Study Subjects Group Risk SIR or HR (95% CI)
Venn 1999 29700 (20,656 exposed to fertility drugs and 9044 not exposed) Exposed v/s expected Not increased SIR = 0.91 (0.74-1.13)
Unexposed v/s expected Not increased SIR = 0.95 (0.73-1.23)
Exposed v/s expected (within 1 year of IVF) Increased SIR = 1.96 (1.22-3.15)
Dor 2002 5026 IVF Not increased SIR = 0.69 (0.46-1.66)
Pappo 2008 3375 women IVF Borderline increase SIR = 1.4 (0.98-1.96)
> 40 years Borderline increase SIR = 1.9 (0.97-3.30)
Hormonal infertility Borderline increase SIR = 3.1(0.99-7.22)
> or =  4 IVF cycles Increased SIR = 2.0 (1.15-3.27)
Calderon-Margalit 2009 15030 Any drug Borderline increase HR = 1.42 (0.99-2.05)
Liat 2012 2431 (> 84,000 women years) HMG + Clomiphene citrate Not increased SIR = 0.93 (0.48-1.63)
Clomiphene citrate only Not increased SIR = 1.21 (0.91-1.58)
HMG only Not increased SIR = 0.4 (0.11-1.6)

Trophoblastic disease

The possible association between exposure to fertility drugs and the risk of developing persistent trophoblastic tumour (PTT) after ovarian stimulation was also studied. Petignat et al. conducted a systematic review of the literature and found 52 reported cases. PTT occurred in 15% of patients with singleton hydatidiform moles (HM) and in 42% of patients with HM in a multiple pregnancy of whom 15% had a metastatic disease. These results are similar to spontaneously conceived pregnancies. They concluded that there was no added risk of PTT, but as multiple pregnancies are more likely to occur, the overall risk may be increased (Petignat et al., 2002).

Recurrence of trophoblastic tumours has also been described in women undergoing IVF therapy. In 1994, Tanos et al. reported recurrence of gestational trophoblastic disease (GTD) following two attempts at in-vitro fertilization (IVF)/embryo transfer in a childless couple after 17 years of unsuccessful trials of ovulation induction. The patient was treated successfully in both instances and was advised to have ovum donation to prevent a third recurrence (Tanos et al., 1994).

Risk of cancer in the offspring

The risk of cancer in the offspring of women treated with ovarian stimulation drugs has also been studied and the results are reassuring. Klip et al. studied the offspring of a large (n = 9484) population-based historical cohort of women who underwent IVF in the Netherlands. They were compared to 7532 children whose mothers were diagnosed with subfertility disorders but who were conceived naturally. They found no increased risk for childhood malignancies in the stimulated group (SIR = 0.8; 95% CI = 0.3-2.3) (Klip et al., 2001).

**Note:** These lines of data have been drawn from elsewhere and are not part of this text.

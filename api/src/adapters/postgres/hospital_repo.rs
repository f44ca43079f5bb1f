//! PostgreSQL adapter for HospitalRepository

use async_trait::async_trait;
use sea_orm::{ActiveModelTrait, DatabaseConnection, EntityTrait, Set};

use crate::domain::entities::{Hospital, HospitalId, NewHospital};
use crate::domain::ports::HospitalRepository;
use crate::entity::hospitals;
use crate::error::DomainError;

/// PostgreSQL implementation of HospitalRepository
pub struct PostgresHospitalRepository {
    db: DatabaseConnection,
}

impl PostgresHospitalRepository {
    pub fn new(db: DatabaseConnection) -> Self {
        Self { db }
    }
}

#[async_trait]
impl HospitalRepository for PostgresHospitalRepository {
    async fn find_by_id(&self, id: &HospitalId) -> Result<Option<Hospital>, DomainError> {
        let result = hospitals::Entity::find_by_id(id.0)
            .one(&self.db)
            .await
            .map_err(|e| DomainError::Database(e.to_string()))?;

        Ok(result.map(|m| m.into()))
    }

    async fn find_all(&self) -> Result<Vec<Hospital>, DomainError> {
        let results = hospitals::Entity::find()
            .all(&self.db)
            .await
            .map_err(|e| DomainError::Database(e.to_string()))?;

        Ok(results.into_iter().map(|m| m.into()).collect())
    }

    async fn create(&self, hospital: &NewHospital) -> Result<Hospital, DomainError> {
        let model = hospitals::ActiveModel {
            name: Set(hospital.name.clone()),
            address: Set(hospital.address.clone()),
            phone: Set(hospital.phone.clone()),
            email: Set(hospital.email.clone()),
            ..Default::default()
        };

        let result = model
            .insert(&self.db)
            .await
            .map_err(|e| DomainError::Database(e.to_string()))?;

        Ok(result.into())
    }

    async fn update(
        &self,
        id: &HospitalId,
        hospital: &NewHospital,
    ) -> Result<Hospital, DomainError> {
        let result = hospitals::ActiveModel {
            id: Set(id.0),
            name: Set(hospital.name.clone()),
            address: Set(hospital.address.clone()),
            phone: Set(hospital.phone.clone()),
            email: Set(hospital.email.clone()),
        }
        .update(&self.db)
        .await
        .map_err(|e| DomainError::Database(e.to_string()))?;

        Ok(result.into())
    }

    async fn delete(&self, id: &HospitalId) -> Result<(), DomainError> {
        let result = hospitals::Entity::delete_by_id(id.0)
            .exec(&self.db)
            .await
            .map_err(|e| DomainError::Database(e.to_string()))?;

        if result.rows_affected == 0 {
            Err(DomainError::NotFound(format!("Hospital {} not found", id)))
        } else {
            Ok(())
        }
    }
}

/// Convert SeaORM model to domain entity
impl From<hospitals::Model> for Hospital {
    fn from(model: hospitals::Model) -> Self {
        Hospital {
            id: HospitalId(model.id),
            name: model.name,
            address: model.address,
            phone: model.phone,
            email: model.email,
        }
    }
}
//! Appointment service
//!
//! CRUD over donation appointments plus the status-only partial update.
//! Read operations project each appointment against its user and hospital;
//! that join is deliberately strict: a stored foreign key with no matching
//! row is a data-integrity violation and fails loudly.

use std::sync::Arc;

use chrono::{DateTime, Utc};
use serde::Serialize;

use crate::domain::entities::{
    Appointment, AppointmentId, AppointmentStatus, HospitalId, NewAppointment, UpdateAppointment,
    UserId,
};
use crate::domain::ports::{AppointmentRepository, HospitalRepository, UserDirectory};
use crate::error::{AppError, DomainError};

/// Appointment joined with user and hospital details
#[derive(Debug, Clone, Serialize)]
pub struct AppointmentView {
    pub id: AppointmentId,
    pub user_id: UserId,
    pub user_full_name: String,
    pub user_email: String,
    pub user_phone_number: String,
    pub hospital_id: HospitalId,
    pub hospital_name: String,
    pub hospital_address: String,
    pub hospital_phone: String,
    pub hospital_email: String,
    pub appointment_type: String,
    pub status: AppointmentStatus,
    pub date: DateTime<Utc>,
    pub info: String,
}

/// Service for donation appointments
pub struct AppointmentService<AR, HR, UD>
where
    AR: AppointmentRepository,
    HR: HospitalRepository,
    UD: UserDirectory,
{
    appointments: Arc<AR>,
    hospitals: Arc<HR>,
    users: Arc<UD>,
}

impl<AR, HR, UD> AppointmentService<AR, HR, UD>
where
    AR: AppointmentRepository,
    HR: HospitalRepository,
    UD: UserDirectory,
{
    pub fn new(appointments: Arc<AR>, hospitals: Arc<HR>, users: Arc<UD>) -> Self {
        Self {
            appointments,
            hospitals,
            users,
        }
    }

    /// List all appointments, joined, in store-native order
    pub async fn list(&self) -> Result<Vec<AppointmentView>, AppError> {
        let rows = self.appointments.find_all().await?;

        let mut views = Vec::with_capacity(rows.len());
        for appointment in rows {
            views.push(self.project(appointment).await?);
        }
        Ok(views)
    }

    /// Get one appointment, joined; None if absent
    pub async fn get(&self, id: &AppointmentId) -> Result<Option<AppointmentView>, AppError> {
        match self.appointments.find_by_id(id).await? {
            Some(appointment) => Ok(Some(self.project(appointment).await?)),
            None => Ok(None),
        }
    }

    /// Create an appointment for the given caller
    ///
    /// `user_id` comes from the authenticated session, passed in explicitly
    /// by the handler; the request body never chooses it.
    pub async fn create(
        &self,
        user_id: UserId,
        hospital_id: HospitalId,
        appointment_type: String,
        status: AppointmentStatus,
        date: DateTime<Utc>,
        info: String,
    ) -> Result<AppointmentView, AppError> {
        self.check_hospital(&hospital_id).await?;

        let created = self
            .appointments
            .create(&NewAppointment {
                user_id,
                hospital_id,
                appointment_type,
                status,
                date,
                info,
            })
            .await?;

        self.project(created).await
    }

    /// Overwrite all fields of an existing appointment
    pub async fn update(
        &self,
        id: &AppointmentId,
        update: UpdateAppointment,
    ) -> Result<AppointmentView, AppError> {
        self.appointments
            .find_by_id(id)
            .await?
            .ok_or_else(|| AppError::Domain(not_found(id)))?;

        self.check_hospital(&update.hospital_id).await?;
        self.check_user(&update.user_id).await?;

        let updated = self.appointments.update(id, &update).await?;
        self.project(updated).await
    }

    /// Update only the status field
    ///
    /// Returns NotFound for a missing id and never creates a row.
    pub async fn set_status(
        &self,
        id: &AppointmentId,
        status: AppointmentStatus,
    ) -> Result<bool, AppError> {
        self.appointments
            .find_by_id(id)
            .await?
            .ok_or_else(|| AppError::Domain(not_found(id)))?;

        self.appointments.update_status(id, status).await?;
        Ok(true)
    }

    /// Delete an appointment
    pub async fn delete(&self, id: &AppointmentId) -> Result<(), AppError> {
        Ok(self.appointments.delete(id).await?)
    }

    /// Join one appointment with its user and hospital (inner join)
    async fn project(&self, appointment: Appointment) -> Result<AppointmentView, AppError> {
        let user = self
            .users
            .find_by_id(&appointment.user_id)
            .await?
            .ok_or_else(|| {
                AppError::Domain(DomainError::Integrity(format!(
                    "Appointment {} references missing user {}",
                    appointment.id, appointment.user_id
                )))
            })?;

        let hospital = self
            .hospitals
            .find_by_id(&appointment.hospital_id)
            .await?
            .ok_or_else(|| {
                AppError::Domain(DomainError::Integrity(format!(
                    "Appointment {} references missing hospital {}",
                    appointment.id, appointment.hospital_id
                )))
            })?;

        Ok(AppointmentView {
            id: appointment.id,
            user_id: user.id,
            user_full_name: user.full_name(),
            user_email: user.email,
            user_phone_number: user.phone_number,
            hospital_id: hospital.id,
            hospital_name: hospital.name,
            hospital_address: hospital.address,
            hospital_phone: hospital.phone,
            hospital_email: hospital.email,
            appointment_type: appointment.appointment_type,
            status: appointment.status,
            date: appointment.date,
            info: appointment.info,
        })
    }

    async fn check_hospital(&self, id: &HospitalId) -> Result<(), AppError> {
        if self.hospitals.find_by_id(id).await?.is_none() {
            return Err(AppError::Domain(DomainError::validation(
                "hospital_id",
                format!("Hospital {} does not exist", id),
            )));
        }
        Ok(())
    }

    async fn check_user(&self, id: &UserId) -> Result<(), AppError> {
        if self.users.find_by_id(id).await?.is_none() {
            return Err(AppError::Domain(DomainError::validation(
                "user_id",
                format!("User {} does not exist", id),
            )));
        }
        Ok(())
    }
}

fn not_found(id: &AppointmentId) -> DomainError {
    DomainError::NotFound(format!("Appointment {} not found", id))
}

Similarly, Lerner-Geva et al. studied a cohort of 332 Israeli children born to women after IVF and found no cancer cases with respect to 1.7 cases that were expected (Lerner-Geva et al., 2000).

Conclusion

Based on the currently available evidence, the question of whether ovulation induction increases the risk of gynecological cancer cannot be definitely answered, but the results are generally reassuring. The risk of ovarian cancer does not seem to be increased with ovulation induction, although some concern has been raised regarding borderline ovarian tumors. More information is needed regarding the relationship between ovulation induction and breast cancer before firm conclusions can be reached. The reported increased risk of uterine cancer seems to be related more to the infertility status of the patients rather than to the ovulation induction per-se. The risk of persistent trophoblastic tumor and the risk of cancer in the offspring are not increased. Larger and longer cohort studies addressing the various confounding factors are needed in order to further clarify the issue.